Postby fruhmenschen » Sat Nov 01, 2014 7:51 pm

The murders of Special Agents, Christopher Lorek and Stephen Shaw

see link for full story


http://therebel.org/en/andrew-macgregor ... ephen-shaw


Created on 13 March 2014

The media has informed us that the two FBI Special Agents, Christopher Lorek and Stephen Shaw were in charge of the FBI squad that ‘arrested’ the ‘bomber suspect’ Dzokhar Tsarnaev on the 19th of April 2013. Both of these men belonged to the ‘Hostage Rescue Team’ and as such would have to be considered ‘out of the loop’ or not aware of Agent James F. Yacone’s agenda.

I would suggest that when ‘Yacone’s SWAT teams opened fire on Dzokhar Tsarnaev as he emerged from the boat he had been hiding in, that both Lorek and Shaw ordered an immediate ceasefire, and thus saved the young Tsarnaev’s life, but were unable to stop one of the SWAT team from slitting his throat.

Lorek and Shaw’s response to this felonious behaviour would have been to confront Special Agent James Yacone, and inform him of their observations of his criminal behaviour, and threaten retaliatory action if it continued.
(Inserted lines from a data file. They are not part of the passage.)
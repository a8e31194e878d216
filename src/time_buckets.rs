//! Hourly, daily, and weekly activity aggregation
//!
//! Builds the 24-slot and 7-slot histograms, per-ISO-week peak days, fixed
//! day-interval totals, and the circular per-hour activity feeding the polar
//! chart. Ties always resolve to the lowest index so identical input yields
//! identical output.

use crate::types::{
    DayInterval, Event, HourActivity, IntervalCount, WatchPatterns, WeeklyPeakDay, DAY_NAMES,
};
use chrono::Datelike;
use std::collections::BTreeMap;

/// Aggregator for time-bucketed watch activity
pub struct TimeBucketAggregator;

impl TimeBucketAggregator {
    /// Aggregate watch events into hourly/daily/weekly distributions.
    ///
    /// Watch events lacking `hour_local` or `day_of_week` are skipped and
    /// counted; zero usable events produce all-zero distributions and null
    /// peaks rather than an error.
    pub fn aggregate(events: &[Event]) -> WatchPatterns {
        let mut hourly = [0u32; 24];
        let mut daily = [0u32; 7];
        let mut skipped = 0u32;

        // Per (ISO year, ISO week) day-of-week counts
        let mut weekly: BTreeMap<(i32, u32), [u32; 7]> = BTreeMap::new();

        for event in events.iter().filter(|e| e.is_watch()) {
            let (hour, day) = match (event.hour_local, event.day_of_week) {
                (Some(h), Some(d)) if h < 24 && d < 7 => (h, d),
                _ => {
                    skipped += 1;
                    continue;
                }
            };
            hourly[hour as usize] += 1;
            daily[day as usize] += 1;

            if let Some(date) = event.local_date() {
                let iso = date.iso_week();
                weekly.entry((iso.year(), iso.week())).or_default()[day as usize] += 1;
            }
        }

        let total: u32 = hourly.iter().sum();

        let (peak_hour, peak_hour_count) = argmax(&hourly);
        let (peak_day, peak_day_count) = argmax(&daily);
        let peak_hour = if total == 0 { None } else { peak_hour };
        let peak_day = if total == 0 { None } else { peak_day };

        let weekly_peak_days = weekly_peaks(&weekly);
        let (overall_peak_day, overall_peak_wins) = overall_peak(&weekly_peak_days);

        let time_intervals = interval_counts(&hourly);
        let peak_interval = if total == 0 {
            None
        } else {
            let counts: Vec<u32> = time_intervals.iter().map(|i| i.count).collect();
            argmax(&counts)
                .0
                .map(|i| time_intervals[i as usize].interval)
        };

        let circular_activity = circular_activity(&hourly, total);

        WatchPatterns {
            hourly_distribution: hourly.to_vec(),
            daily_distribution: daily.to_vec(),
            peak_hour,
            peak_hour_count: if total == 0 { 0 } else { peak_hour_count },
            peak_day,
            peak_day_name: peak_day.map(|d| DAY_NAMES[d as usize].to_string()),
            peak_day_count: if total == 0 { 0 } else { peak_day_count },
            weekly_peak_days,
            overall_peak_day,
            overall_peak_day_name: overall_peak_day.map(|d| DAY_NAMES[d as usize].to_string()),
            overall_peak_wins,
            total_weeks: weekly.len() as u32,
            time_intervals,
            peak_interval,
            circular_activity,
            skipped,
        }
    }
}

/// Index and value of the maximum slot; ties resolve to the lowest index
pub(crate) fn argmax(counts: &[u32]) -> (Option<u32>, u32) {
    let mut best: Option<(u32, u32)> = None;
    for (i, &count) in counts.iter().enumerate() {
        match best {
            Some((_, c)) if count <= c => {}
            _ => best = Some((i as u32, count)),
        }
    }
    match best {
        Some((i, c)) => (Some(i), c),
        None => (None, 0),
    }
}

/// Peak day per ISO week, ascending by (year, week)
fn weekly_peaks(weekly: &BTreeMap<(i32, u32), [u32; 7]>) -> Vec<WeeklyPeakDay> {
    weekly
        .iter()
        .filter_map(|(&(year, week), days)| {
            let (day, count) = argmax(days);
            day.map(|day| WeeklyPeakDay {
                iso_year: year,
                iso_week: week,
                day,
                day_name: DAY_NAMES[day as usize].to_string(),
                count,
            })
        })
        .collect()
}

/// Day winning the most weeks; ties resolve to the lowest day index
fn overall_peak(weekly_peaks: &[WeeklyPeakDay]) -> (Option<u32>, u32) {
    let mut wins = [0u32; 7];
    for peak in weekly_peaks {
        wins[peak.day as usize] += 1;
    }
    if weekly_peaks.is_empty() {
        return (None, 0);
    }
    argmax(&wins)
}

/// Totals for the four fixed six-hour intervals
fn interval_counts(hourly: &[u32; 24]) -> Vec<IntervalCount> {
    DayInterval::ALL
        .iter()
        .map(|&interval| {
            let count = hourly
                .iter()
                .enumerate()
                .filter(|(h, _)| DayInterval::from_hour(*h as u32) == Some(interval))
                .map(|(_, &c)| c)
                .sum();
            IntervalCount {
                interval,
                label: interval.label().to_string(),
                count,
            }
        })
        .collect()
}

/// Per-hour counts and percentages for the 24-hour polar chart
fn circular_activity(hourly: &[u32; 24], total: u32) -> Vec<HourActivity> {
    (0..24)
        .map(|hour| {
            let count = hourly[hour as usize];
            let percentage = if total > 0 {
                round2(count as f64 / total as f64 * 100.0)
            } else {
                0.0
            };
            HourActivity {
                hour,
                label: hour_label(hour),
                count,
                percentage,
            }
        })
        .collect()
}

/// 12-hour clock label for an hour, e.g. "12 AM", "3 PM"
pub(crate) fn hour_label(hour: u32) -> String {
    match hour {
        0 => "12 AM".to_string(),
        1..=11 => format!("{} AM", hour),
        12 => "12 PM".to_string(),
        _ => format!("{} PM", hour - 12),
    }
}

pub(crate) fn round2(value: f64) -> f64 {
    (value * 100.0).round() / 100.0
}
I would also believe that both Lorek and Shaw would have then written a full report on what they observed to be forwarded to the Head of the FBI, Director Robert S. Mueller.

If the problem that had arisen here had stayed with the FBI Director, then Mueller could have informed both Lorek and Shaw that Yacone’s actions were valid in the ‘present situation’ and ordered both Lorek and Shaw to desist from their objections. However, this would have left a possible impediment to Yacone’s course of action as if he continued to murder what he considered a ‘security breach’, the possibility of Lorek and Shaw exposing the affair was a strong possibility. This means that Special Agent James F. Yacone had to take measures to remove that threat.

I cannot see FBI Director Robert S. Mueller authorising the murder of two of his agents. Nor can I see Yacone approaching Mueller for that authorisation. To accomplish this act, Yacone had to go above Robert S. Mueller, and that simply means, the Secretary of State, John Kerry. Again there is no reason to believe that FBI Director, Robert S. Mueller was aware of the problems that involved the situation in Kiev, but the Secretary of State, John Kerry was very well aware.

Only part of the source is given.